During the Ming invasion, in 1426, the bell was also requisitioned by Ming General Wang Tong (王通; Vietnamese: Vương Thông) to be used to make weapons.

The one-pillar pagoda was renovated several times between 1840 & 1850 and 1922.

==Buddha Statues of Quỳnh Lâm Temple==
The Quỳnh Lâm Temple was originally constructed at the start of the 6th century and restored & improved on numerous occasions. During the 11th century, Quỳnh Lâm was an important centre for Buddhism, becoming the primary centre for the entire country in the 17th & 18th centuries.

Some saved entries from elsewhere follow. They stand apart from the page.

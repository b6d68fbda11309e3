use serde::{Deserialize, Serialize};

/// Explicit `reference package prefix -> target namespace prefix` rewrite
#[derive(Debug, Clone, PartialEq, Eq, Serialize, Deserialize)]
pub struct NamespaceMapping {
    pub reference_prefix: String,
    pub target_prefix: String,

    /// Free text, not used by matching
    #[serde(default, skip_serializing_if = "Option::is_none")]
    pub justification: Option<String>,
}

impl NamespaceMapping {
    pub fn new(reference_prefix: impl Into<String>, target_prefix: impl Into<String>) -> Self {
        Self {
            reference_prefix: reference_prefix.into(),
            target_prefix: target_prefix.into(),
            justification: None,
        }
    }
}

/// Explicit pairing of a reference full name with a target full name
#[derive(Debug, Clone, PartialEq, Eq, Serialize, Deserialize)]
pub struct TypeOverride {
    /// Reference full name, e.g. `a.b.Outer$Inner`
    pub reference: String,
    /// Target full name, e.g. `A.B.Outer+Inner`
    pub target: String,

    #[serde(default, skip_serializing_if = "Option::is_none")]
    pub justification: Option<String>,
}

impl TypeOverride {
    pub fn new(reference: impl Into<String>, target: impl Into<String>) -> Self {
        Self {
            reference: reference.into(),
            target: target.into(),
            justification: None,
        }
    }
}

/// Platform type that corresponds to reference types without any naming relation
#[derive(Debug, Clone, PartialEq, Eq, Serialize, Deserialize)]
pub struct WellKnownType {
    /// Target full name without generic arity, e.g. `System.Object`
    pub target: String,
    /// Reference names accepted as equivalent
    pub references: Vec<String>,
}

impl WellKnownType {
    fn new(target: &str, references: &[&str]) -> Self {
        Self {
            target: target.to_string(),
            references: references.iter().map(ToString::to_string).collect(),
        }
    }
}

/// Immutable configuration for one comparison run
#[derive(Debug, Clone, PartialEq, Eq, Serialize, Deserialize)]
pub struct ComparisonConfig {
    #[serde(default)]
    pub namespace_mappings: Vec<NamespaceMapping>,

    #[serde(default)]
    pub overrides: Vec<TypeOverride>,

    #[serde(default = "default_well_known_types")]
    pub well_known_types: Vec<WellKnownType>,
}

impl Default for ComparisonConfig {
    fn default() -> Self {
        Self {
            namespace_mappings: Vec::new(),
            overrides: Vec::new(),
            well_known_types: default_well_known_types(),
        }
    }
}

impl ComparisonConfig {
    #[must_use]
    pub fn with_namespace_mapping(mut self, mapping: NamespaceMapping) -> Self {
        self.namespace_mappings.push(mapping);
        self
    }

    #[must_use]
    pub fn with_override(mut self, type_override: TypeOverride) -> Self {
        self.overrides.push(type_override);
        self
    }
}

/// Built-in platform equivalences
#[must_use]
pub fn default_well_known_types() -> Vec<WellKnownType> {
    vec![
        WellKnownType::new("System.Object", &["java.lang.Object"]),
        WellKnownType::new("System.ValueType", &["java.lang.Object"]),
        WellKnownType::new("System.Enum", &["java.lang.Enum"]),
        WellKnownType::new(
            "System.Exception",
            &["java.lang.Exception", "java.lang.RuntimeException"],
        ),
        WellKnownType::new("System.IO.IOException", &["java.io.IOException"]),
        WellKnownType::new(
            "System.IO.FileNotFoundException",
            &["java.io.FileNotFoundException"],
        ),
        WellKnownType::new("System.String", &["java.lang.String"]),
        WellKnownType::new("System.Boolean", &["boolean", "java.lang.Boolean"]),
        WellKnownType::new("System.Char", &["char", "java.lang.Character"]),
        WellKnownType::new("System.SByte", &["byte", "java.lang.Byte"]),
        WellKnownType::new("System.Byte", &["byte", "java.lang.Byte"]),
        WellKnownType::new("System.Int16", &["short", "java.lang.Short"]),
        WellKnownType::new("System.Int32", &["int", "java.lang.Integer"]),
        WellKnownType::new("System.Int64", &["long", "java.lang.Long"]),
        WellKnownType::new("System.Single", &["float", "java.lang.Float"]),
        WellKnownType::new("System.Double", &["double", "java.lang.Double"]),
        WellKnownType::new("System.Void", &["void"]),
        WellKnownType::new("System.IComparable", &["java.lang.Comparable"]),
        WellKnownType::new("System.ICloneable", &["java.lang.Cloneable"]),
        WellKnownType::new(
            "System.IDisposable",
            &["java.io.Closeable", "java.lang.AutoCloseable"],
        ),
        WellKnownType::new(
            "System.Collections.Generic.IEnumerable",
            &["java.lang.Iterable"],
        ),
    ]
}
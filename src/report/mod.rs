//! Per-library and batch diff reports.
//!
//! [`compare_library`] runs matching and structural diagnosis for one library
//! and assembles a [`LibraryDiff`]. Every list in the report is sorted, so the
//! serialized JSON is byte-identical for identical inputs regardless of input
//! order.

pub mod aggregate;
pub mod model;

pub use aggregate::{compare_batch, compare_library, compare_outcome, ComparisonSets, LibraryInput};
pub use model::{
    ApiDiffReport, ExcludedTypes, LibraryDiff, LibraryOutcome, MatchedTypePair, Summary,
    TypeReference, UnmatchedType,
};
//! Library-level comparison of the fixture metadata in `tests/data`.

use std::path::PathBuf;

use api_parity::parsing::{load_config, load_metadata};
use api_parity::report::{compare_outcome, LibraryInput, LibraryOutcome};
use api_parity::{compare_library, HeuristicRule, MatchReason, Side};

fn data(name: &str) -> PathBuf {
    PathBuf::from(env!("CARGO_MANIFEST_DIR"))
        .join("tests")
        .join("data")
        .join(name)
}

fn fixtures() -> (api_parity::ApiMetadata, api_parity::ApiMetadata) {
    let reference = load_metadata(&data("widgets.reference.json"), Side::Reference).unwrap();
    let target = load_metadata(&data("widgets.target.json"), Side::Target).unwrap();
    (reference, target)
}

#[test]
fn test_fixture_diff_with_configuration() {
    let (reference, target) = fixtures();
    let config = load_config(&data("parity.json")).unwrap();
    let diff = compare_library("widgets", &reference, &target, &config.comparison).unwrap();

    // Matched pairs are ordered by target display name
    let pairs: Vec<(&str, &str, MatchReason)> = diff
        .matched
        .iter()
        .map(|p| (p.reference.full_name.as_str(), p.target.full_name.as_str(), p.reason))
        .collect();
    assert_eq!(
        pairs,
        vec![
            ("a.b.Gadget", "A.B.Gadget", MatchReason::Heuristic { rule: HeuristicRule::ExactName }),
            (
                "a.b.grouping.Collector$GroupHead",
                "A.B.Grouping.Collector_GroupHead",
                MatchReason::DeclaredEquivalent
            ),
            ("a.b.Thing", "A.B.IThing", MatchReason::Heuristic { rule: HeuristicRule::ExactName }),
            ("a.b.FloatField", "A.B.SingleField", MatchReason::Override),
            (
                "a.b.WidgetImpl",
                "A.B.Widget",
                MatchReason::Heuristic { rule: HeuristicRule::ImplementationSuffix }
            ),
        ]
    );

    let divergent: Vec<&str> = diff
        .matched
        .iter()
        .filter(|p| !p.diff.is_clean())
        .map(|p| p.reference.full_name.as_str())
        .collect();
    assert_eq!(divergent, vec!["a.b.Gadget"]);

    let unmatched_reference: Vec<&str> = diff
        .unmatched_reference
        .iter()
        .map(|u| u.descriptor.full_name.as_str())
        .collect();
    assert_eq!(unmatched_reference, vec!["a.b.Lonely", "a.b.Outer$Entry"]);
    assert_eq!(
        diff.unmatched_reference[1].ambiguous_candidates,
        vec!["A.B.Entry", "A.B.Outer_Entry"]
    );

    // Candidates of an ambiguous match stay unmatched and point back at the reference
    let entry = diff
        .unmatched_target
        .iter()
        .find(|u| u.descriptor.full_name == "A.B.Entry")
        .unwrap();
    assert_eq!(entry.ambiguous_candidates, vec!["a.b.Outer$Entry"]);

    assert_eq!(diff.summary.reference_types, 7);
    assert_eq!(diff.summary.target_types, 8);
    assert!(diff.warnings.is_empty());
}

#[test]
fn test_fixture_partition_covers_every_public_type() {
    let (reference, target) = fixtures();
    let diff = compare_library("widgets", &reference, &target, &Default::default()).unwrap();

    let compared_reference = reference.types.len() - diff.excluded.non_public_reference.len();
    let compared_target = target.types.len() - diff.excluded.no_reference_equivalent.len();
    assert_eq!(
        diff.matched.len() + diff.unmatched_reference.len(),
        compared_reference
    );
    assert_eq!(diff.matched.len() + diff.unmatched_target.len(), compared_target);
}

#[test]
fn test_fixture_report_is_reproducible() {
    let (reference, target) = fixtures();
    let config = load_config(&data("parity.json")).unwrap();

    let mut shuffled_reference = reference.clone();
    shuffled_reference.types.reverse();
    let mut shuffled_target = target.clone();
    shuffled_target.types.rotate_left(3);

    let first = compare_library("widgets", &reference, &target, &config.comparison).unwrap();
    let second =
        compare_library("widgets", &shuffled_reference, &shuffled_target, &config.comparison)
            .unwrap();
    assert_eq!(
        serde_json::to_string(&first).unwrap(),
        serde_json::to_string(&second).unwrap()
    );
}

#[test]
fn test_fixture_outcome_carries_versions() {
    let (reference, target) = fixtures();
    let outcome = compare_outcome(
        &LibraryInput {
            name: "widgets".to_string(),
            reference,
            target,
        },
        &Default::default(),
    );

    let LibraryOutcome::Compared(diff) = outcome else {
        panic!("fixture comparison failed");
    };
    assert_eq!(diff.reference_version.as_deref(), Some("4.8.1"));
    assert_eq!(diff.target_version.as_deref(), Some("4.8.0-beta"));
}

In 1328, a statue of Maitreya was cast standing almost 5m tall and visible from miles around. It is recorded that 900kg of gold was contributed to the statue. The statue was the largest at the site but it is recorded by monk Pháp Loa, that it had more than 1,300 big and small bronze statues cast and another 100 earth statues.

During the Ming invasion, the temple was reduced to ruins and the statues destroyed.

==Phổ Minh Cauldron==
The Phổ Minh Temple was built during the Lý dynasty and expanded in 1262. The entrance was guarded by a 7 tonne bronze cauldron which was big enough to contain two adults.

While the pagoda survives, the cauldron suffered the same fate as other bronzes during the early 15th century Ming invasion.